(GIVEN DATA begins)
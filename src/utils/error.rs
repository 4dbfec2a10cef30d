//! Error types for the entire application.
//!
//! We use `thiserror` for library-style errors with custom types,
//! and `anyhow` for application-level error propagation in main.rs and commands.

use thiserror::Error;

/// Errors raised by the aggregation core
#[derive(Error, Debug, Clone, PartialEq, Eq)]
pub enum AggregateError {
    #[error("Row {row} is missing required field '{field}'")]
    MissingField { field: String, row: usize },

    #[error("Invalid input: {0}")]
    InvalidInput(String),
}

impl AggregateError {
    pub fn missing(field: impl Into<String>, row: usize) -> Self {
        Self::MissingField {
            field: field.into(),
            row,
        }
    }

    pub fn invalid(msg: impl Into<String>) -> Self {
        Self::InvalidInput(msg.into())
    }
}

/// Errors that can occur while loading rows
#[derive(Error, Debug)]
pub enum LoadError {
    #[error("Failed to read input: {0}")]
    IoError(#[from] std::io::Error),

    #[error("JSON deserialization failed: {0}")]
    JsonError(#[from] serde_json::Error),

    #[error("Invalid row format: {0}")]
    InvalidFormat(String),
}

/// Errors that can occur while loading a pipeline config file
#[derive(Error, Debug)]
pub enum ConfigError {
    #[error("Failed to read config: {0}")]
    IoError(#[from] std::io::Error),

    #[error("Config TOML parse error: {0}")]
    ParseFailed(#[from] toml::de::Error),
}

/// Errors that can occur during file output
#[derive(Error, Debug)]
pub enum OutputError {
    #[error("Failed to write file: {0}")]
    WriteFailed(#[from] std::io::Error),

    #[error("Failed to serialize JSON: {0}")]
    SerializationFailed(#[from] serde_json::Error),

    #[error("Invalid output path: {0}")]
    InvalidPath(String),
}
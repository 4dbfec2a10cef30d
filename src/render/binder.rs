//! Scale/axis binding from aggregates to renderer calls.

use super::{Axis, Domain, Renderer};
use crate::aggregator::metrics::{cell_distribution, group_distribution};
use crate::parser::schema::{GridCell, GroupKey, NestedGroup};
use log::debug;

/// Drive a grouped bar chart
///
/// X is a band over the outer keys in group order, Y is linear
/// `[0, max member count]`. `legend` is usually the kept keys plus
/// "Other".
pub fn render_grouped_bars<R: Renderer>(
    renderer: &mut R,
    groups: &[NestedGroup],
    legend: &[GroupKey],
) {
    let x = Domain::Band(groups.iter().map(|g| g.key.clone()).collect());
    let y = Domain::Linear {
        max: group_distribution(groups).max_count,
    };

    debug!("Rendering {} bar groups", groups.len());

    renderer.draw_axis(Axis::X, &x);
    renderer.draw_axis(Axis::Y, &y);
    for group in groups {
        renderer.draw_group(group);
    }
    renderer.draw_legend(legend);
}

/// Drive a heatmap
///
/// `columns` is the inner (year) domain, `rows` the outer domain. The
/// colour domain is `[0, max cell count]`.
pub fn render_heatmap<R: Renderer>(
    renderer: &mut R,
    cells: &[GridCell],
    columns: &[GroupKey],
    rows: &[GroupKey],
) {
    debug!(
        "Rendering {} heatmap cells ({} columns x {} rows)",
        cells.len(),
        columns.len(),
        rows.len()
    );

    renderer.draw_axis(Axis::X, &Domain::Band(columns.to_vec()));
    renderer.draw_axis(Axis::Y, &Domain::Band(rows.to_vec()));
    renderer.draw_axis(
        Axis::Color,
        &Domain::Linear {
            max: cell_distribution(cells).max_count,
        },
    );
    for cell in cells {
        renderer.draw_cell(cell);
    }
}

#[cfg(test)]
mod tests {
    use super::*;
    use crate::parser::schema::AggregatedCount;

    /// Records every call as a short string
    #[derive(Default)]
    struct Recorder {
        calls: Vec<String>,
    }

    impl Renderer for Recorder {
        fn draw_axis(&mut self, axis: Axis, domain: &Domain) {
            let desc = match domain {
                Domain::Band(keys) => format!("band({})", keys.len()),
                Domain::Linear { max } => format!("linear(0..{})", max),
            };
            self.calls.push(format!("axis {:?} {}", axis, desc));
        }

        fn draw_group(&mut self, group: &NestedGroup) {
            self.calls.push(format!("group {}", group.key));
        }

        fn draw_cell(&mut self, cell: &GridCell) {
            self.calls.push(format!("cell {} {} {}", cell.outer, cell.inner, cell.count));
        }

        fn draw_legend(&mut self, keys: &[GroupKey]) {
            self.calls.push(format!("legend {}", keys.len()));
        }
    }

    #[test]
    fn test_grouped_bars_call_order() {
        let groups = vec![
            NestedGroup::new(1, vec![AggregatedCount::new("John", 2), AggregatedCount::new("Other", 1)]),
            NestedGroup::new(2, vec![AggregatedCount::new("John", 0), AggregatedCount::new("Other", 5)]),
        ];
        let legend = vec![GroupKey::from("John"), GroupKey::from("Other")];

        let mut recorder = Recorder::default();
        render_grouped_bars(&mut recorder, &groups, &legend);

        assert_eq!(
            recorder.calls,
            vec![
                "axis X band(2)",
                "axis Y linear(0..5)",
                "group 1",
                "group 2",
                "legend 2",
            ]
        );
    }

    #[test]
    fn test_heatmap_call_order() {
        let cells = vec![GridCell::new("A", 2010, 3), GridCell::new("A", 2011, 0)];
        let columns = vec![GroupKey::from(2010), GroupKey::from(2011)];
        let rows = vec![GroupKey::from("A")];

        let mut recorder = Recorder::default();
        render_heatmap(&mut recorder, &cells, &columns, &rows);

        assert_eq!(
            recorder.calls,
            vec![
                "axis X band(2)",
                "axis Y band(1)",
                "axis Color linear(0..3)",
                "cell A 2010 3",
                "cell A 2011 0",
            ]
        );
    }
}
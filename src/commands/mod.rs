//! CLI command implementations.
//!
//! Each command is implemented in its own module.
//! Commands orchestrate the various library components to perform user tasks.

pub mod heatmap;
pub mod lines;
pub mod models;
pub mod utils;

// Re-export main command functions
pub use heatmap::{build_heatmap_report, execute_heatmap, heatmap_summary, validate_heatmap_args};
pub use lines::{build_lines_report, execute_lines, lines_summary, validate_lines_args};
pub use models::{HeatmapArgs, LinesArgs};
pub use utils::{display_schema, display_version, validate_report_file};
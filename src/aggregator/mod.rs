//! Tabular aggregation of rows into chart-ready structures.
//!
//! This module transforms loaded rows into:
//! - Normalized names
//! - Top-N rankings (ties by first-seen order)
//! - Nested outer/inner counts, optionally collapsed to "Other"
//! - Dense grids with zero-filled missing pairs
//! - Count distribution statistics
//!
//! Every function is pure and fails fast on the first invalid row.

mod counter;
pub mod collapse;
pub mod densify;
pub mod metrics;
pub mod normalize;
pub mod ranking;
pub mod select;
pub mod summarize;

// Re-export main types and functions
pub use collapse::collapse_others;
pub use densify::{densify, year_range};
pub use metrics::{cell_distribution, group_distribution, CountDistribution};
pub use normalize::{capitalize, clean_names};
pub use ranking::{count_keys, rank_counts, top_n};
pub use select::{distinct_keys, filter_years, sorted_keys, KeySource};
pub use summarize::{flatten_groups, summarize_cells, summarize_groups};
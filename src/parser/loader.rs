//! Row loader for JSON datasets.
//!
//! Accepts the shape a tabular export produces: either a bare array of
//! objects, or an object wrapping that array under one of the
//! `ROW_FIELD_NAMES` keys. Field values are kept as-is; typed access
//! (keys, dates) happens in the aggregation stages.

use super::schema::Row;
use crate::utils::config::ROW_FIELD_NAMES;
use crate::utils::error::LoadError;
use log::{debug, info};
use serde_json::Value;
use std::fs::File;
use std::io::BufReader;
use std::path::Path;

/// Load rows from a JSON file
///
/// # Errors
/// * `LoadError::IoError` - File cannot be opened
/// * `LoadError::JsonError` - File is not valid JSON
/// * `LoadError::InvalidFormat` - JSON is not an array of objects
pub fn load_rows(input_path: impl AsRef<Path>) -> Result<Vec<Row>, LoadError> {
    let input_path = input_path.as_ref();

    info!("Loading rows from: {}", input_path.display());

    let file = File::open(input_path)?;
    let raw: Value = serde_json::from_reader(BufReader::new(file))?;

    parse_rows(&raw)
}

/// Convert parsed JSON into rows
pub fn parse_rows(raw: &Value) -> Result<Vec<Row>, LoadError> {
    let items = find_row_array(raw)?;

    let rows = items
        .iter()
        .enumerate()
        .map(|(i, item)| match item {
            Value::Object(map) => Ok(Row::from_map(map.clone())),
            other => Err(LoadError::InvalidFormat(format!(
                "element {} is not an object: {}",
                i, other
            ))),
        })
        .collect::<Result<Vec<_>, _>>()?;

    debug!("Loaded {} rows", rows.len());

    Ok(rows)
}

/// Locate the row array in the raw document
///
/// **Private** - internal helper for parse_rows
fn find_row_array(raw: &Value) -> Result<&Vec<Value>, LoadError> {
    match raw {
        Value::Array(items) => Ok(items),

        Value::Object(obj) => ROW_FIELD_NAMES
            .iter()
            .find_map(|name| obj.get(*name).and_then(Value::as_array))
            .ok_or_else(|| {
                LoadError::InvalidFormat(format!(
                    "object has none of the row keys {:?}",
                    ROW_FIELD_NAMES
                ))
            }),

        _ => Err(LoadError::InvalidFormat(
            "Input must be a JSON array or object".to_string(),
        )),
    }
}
(GIVEN DATA ends)
(GIVEN DATA begins)
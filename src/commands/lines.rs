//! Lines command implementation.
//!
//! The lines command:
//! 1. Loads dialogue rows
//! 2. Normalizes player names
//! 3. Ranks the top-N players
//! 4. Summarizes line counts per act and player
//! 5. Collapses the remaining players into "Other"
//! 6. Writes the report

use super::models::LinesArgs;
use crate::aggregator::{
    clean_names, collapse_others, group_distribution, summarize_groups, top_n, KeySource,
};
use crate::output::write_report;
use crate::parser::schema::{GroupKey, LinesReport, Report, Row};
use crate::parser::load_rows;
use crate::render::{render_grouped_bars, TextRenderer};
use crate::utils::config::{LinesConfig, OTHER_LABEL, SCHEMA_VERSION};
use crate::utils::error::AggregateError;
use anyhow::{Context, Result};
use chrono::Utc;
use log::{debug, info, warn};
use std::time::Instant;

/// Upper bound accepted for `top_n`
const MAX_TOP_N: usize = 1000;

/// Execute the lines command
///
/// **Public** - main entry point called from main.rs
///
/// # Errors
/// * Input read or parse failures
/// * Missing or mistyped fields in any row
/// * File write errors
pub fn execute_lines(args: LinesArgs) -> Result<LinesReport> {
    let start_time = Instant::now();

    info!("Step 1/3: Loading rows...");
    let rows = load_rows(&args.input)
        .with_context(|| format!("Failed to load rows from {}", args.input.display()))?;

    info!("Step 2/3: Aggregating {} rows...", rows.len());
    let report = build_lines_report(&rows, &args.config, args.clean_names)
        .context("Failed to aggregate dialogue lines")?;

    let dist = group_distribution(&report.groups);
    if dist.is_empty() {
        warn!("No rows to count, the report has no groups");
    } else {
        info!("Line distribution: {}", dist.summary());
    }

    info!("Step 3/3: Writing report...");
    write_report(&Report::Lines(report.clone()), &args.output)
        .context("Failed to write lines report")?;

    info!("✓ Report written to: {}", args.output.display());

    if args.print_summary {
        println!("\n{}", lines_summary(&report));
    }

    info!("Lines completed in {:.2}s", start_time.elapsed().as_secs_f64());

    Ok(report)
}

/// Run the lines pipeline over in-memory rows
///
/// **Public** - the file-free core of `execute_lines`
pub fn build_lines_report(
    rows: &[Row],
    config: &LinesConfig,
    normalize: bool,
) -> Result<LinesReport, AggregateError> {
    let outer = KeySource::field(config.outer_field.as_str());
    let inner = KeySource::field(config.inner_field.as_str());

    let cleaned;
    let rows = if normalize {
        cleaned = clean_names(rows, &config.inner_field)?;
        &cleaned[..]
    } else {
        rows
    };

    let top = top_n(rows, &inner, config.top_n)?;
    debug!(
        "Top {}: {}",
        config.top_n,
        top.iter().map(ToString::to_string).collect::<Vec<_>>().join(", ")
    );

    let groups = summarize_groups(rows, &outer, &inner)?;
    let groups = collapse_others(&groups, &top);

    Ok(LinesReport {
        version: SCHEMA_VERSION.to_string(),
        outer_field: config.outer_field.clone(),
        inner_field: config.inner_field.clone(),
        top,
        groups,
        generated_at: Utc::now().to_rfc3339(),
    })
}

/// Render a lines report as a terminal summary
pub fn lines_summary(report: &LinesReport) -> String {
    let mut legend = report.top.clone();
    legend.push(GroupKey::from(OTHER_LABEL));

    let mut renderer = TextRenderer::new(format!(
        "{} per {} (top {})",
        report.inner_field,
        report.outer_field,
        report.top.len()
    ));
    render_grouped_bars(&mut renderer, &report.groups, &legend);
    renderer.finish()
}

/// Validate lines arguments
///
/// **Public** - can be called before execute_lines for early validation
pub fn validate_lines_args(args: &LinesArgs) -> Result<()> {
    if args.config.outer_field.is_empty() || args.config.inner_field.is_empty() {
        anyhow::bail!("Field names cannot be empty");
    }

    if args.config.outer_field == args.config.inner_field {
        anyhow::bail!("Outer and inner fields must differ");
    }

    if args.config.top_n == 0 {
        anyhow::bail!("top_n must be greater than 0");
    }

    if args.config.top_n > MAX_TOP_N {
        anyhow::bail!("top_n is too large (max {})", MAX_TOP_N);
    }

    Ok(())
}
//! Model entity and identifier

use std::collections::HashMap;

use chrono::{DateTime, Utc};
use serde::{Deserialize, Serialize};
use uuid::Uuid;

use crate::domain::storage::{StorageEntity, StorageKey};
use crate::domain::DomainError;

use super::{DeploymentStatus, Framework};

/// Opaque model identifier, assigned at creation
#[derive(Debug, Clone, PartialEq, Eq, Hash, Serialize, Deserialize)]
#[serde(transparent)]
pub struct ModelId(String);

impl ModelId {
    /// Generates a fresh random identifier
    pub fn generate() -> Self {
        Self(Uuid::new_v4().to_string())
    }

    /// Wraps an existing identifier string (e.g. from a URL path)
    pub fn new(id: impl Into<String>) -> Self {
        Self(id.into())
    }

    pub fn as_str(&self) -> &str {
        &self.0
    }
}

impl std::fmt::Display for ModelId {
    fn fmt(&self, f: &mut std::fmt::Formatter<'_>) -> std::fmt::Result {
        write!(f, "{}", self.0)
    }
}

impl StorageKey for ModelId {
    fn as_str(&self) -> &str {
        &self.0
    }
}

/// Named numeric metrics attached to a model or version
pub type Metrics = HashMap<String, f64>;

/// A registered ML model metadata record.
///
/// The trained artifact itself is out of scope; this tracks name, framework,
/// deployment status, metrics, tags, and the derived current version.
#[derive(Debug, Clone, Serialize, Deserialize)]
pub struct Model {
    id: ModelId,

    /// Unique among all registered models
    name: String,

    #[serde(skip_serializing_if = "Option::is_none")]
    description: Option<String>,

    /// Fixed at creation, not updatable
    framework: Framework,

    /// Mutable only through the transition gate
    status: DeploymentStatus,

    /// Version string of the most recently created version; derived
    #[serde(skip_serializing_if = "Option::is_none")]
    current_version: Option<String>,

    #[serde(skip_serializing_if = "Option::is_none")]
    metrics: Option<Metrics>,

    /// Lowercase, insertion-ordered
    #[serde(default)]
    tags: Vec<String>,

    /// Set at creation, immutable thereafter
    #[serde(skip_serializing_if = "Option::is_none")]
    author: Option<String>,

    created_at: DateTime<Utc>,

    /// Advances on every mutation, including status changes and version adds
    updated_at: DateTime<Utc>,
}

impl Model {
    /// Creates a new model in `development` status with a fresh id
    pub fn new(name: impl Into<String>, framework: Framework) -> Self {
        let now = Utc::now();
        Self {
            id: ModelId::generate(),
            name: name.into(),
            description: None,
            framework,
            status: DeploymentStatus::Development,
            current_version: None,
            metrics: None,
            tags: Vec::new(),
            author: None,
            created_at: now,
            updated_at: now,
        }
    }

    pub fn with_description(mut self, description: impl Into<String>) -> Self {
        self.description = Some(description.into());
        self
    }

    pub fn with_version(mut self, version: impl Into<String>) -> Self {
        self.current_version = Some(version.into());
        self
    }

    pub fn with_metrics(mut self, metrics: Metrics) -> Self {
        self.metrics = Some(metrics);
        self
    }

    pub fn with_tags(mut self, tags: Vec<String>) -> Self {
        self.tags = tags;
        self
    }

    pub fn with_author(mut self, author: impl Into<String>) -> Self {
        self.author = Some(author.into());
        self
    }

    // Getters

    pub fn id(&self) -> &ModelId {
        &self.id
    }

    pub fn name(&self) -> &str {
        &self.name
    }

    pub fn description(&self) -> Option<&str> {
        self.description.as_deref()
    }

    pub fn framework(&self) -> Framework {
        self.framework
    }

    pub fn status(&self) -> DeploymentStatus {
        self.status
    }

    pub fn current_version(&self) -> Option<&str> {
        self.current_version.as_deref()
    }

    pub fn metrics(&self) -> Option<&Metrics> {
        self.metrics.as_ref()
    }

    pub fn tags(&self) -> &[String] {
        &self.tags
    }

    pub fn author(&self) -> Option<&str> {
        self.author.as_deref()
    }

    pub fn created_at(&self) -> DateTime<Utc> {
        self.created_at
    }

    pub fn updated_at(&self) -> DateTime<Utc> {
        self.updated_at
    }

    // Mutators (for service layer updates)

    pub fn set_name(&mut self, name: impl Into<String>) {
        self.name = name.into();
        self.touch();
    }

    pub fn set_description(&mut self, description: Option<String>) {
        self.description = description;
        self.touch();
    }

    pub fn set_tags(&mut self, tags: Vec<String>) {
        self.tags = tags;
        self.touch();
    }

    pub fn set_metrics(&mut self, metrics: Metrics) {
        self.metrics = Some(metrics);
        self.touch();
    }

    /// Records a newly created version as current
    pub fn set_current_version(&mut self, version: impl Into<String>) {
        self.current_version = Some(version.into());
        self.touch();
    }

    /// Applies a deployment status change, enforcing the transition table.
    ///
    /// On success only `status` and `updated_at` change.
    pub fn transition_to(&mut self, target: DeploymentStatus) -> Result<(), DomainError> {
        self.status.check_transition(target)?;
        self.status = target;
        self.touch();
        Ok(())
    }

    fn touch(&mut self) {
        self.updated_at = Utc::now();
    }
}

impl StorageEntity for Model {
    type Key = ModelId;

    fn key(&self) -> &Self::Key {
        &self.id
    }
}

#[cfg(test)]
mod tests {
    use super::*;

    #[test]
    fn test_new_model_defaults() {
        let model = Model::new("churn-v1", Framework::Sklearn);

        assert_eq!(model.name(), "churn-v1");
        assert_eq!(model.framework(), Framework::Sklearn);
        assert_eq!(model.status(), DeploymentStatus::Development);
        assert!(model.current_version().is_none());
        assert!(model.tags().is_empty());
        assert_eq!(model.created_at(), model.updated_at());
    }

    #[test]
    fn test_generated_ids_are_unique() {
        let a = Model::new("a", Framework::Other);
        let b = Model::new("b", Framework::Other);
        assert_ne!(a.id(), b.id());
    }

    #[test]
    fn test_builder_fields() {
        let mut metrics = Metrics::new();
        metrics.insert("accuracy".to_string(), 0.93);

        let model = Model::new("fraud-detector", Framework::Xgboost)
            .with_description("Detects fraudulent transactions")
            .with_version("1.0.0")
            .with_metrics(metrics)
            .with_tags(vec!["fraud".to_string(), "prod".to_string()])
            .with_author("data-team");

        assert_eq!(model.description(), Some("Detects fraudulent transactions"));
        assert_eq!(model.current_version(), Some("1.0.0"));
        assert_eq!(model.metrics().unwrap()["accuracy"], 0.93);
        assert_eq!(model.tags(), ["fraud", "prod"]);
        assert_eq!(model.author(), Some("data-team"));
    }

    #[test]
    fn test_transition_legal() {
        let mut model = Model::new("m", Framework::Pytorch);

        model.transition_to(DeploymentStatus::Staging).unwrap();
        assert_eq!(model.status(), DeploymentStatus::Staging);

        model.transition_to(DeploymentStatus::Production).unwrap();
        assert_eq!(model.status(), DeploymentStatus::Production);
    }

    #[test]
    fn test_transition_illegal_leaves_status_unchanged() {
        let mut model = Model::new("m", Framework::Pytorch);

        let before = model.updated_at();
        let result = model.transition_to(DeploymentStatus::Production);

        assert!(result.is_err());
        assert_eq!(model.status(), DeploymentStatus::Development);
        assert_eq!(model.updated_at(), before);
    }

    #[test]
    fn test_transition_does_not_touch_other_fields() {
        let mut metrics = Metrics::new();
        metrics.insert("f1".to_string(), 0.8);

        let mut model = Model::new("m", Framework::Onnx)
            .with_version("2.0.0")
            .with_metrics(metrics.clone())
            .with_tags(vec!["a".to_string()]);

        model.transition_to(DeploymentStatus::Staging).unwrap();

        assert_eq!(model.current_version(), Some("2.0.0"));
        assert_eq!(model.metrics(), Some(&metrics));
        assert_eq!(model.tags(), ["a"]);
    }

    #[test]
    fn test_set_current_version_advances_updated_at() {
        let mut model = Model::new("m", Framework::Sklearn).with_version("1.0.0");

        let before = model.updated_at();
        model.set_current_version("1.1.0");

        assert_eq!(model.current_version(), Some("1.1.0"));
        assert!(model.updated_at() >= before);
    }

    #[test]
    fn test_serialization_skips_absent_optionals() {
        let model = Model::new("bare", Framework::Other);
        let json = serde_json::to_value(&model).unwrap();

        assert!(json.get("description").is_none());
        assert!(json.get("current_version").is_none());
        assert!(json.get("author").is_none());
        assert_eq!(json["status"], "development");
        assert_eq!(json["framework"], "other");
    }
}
(GIVEN DATA ends)
- _WORK ITEM_
For this exercise, output exactly the lines above from the line with "filename src/utils/error.rs" to the line with "main.rs and commands.", counting both, and leave out the rest.

- _EXPECTED ANSWER_
filename src/utils/error.rs
repository 4dbfec2a10cef30d
//! Error types for the entire application.
//!
//! We use `thiserror` for library-style errors with custom types,
//! and `anyhow` for application-level error propagation in main.rs and commands.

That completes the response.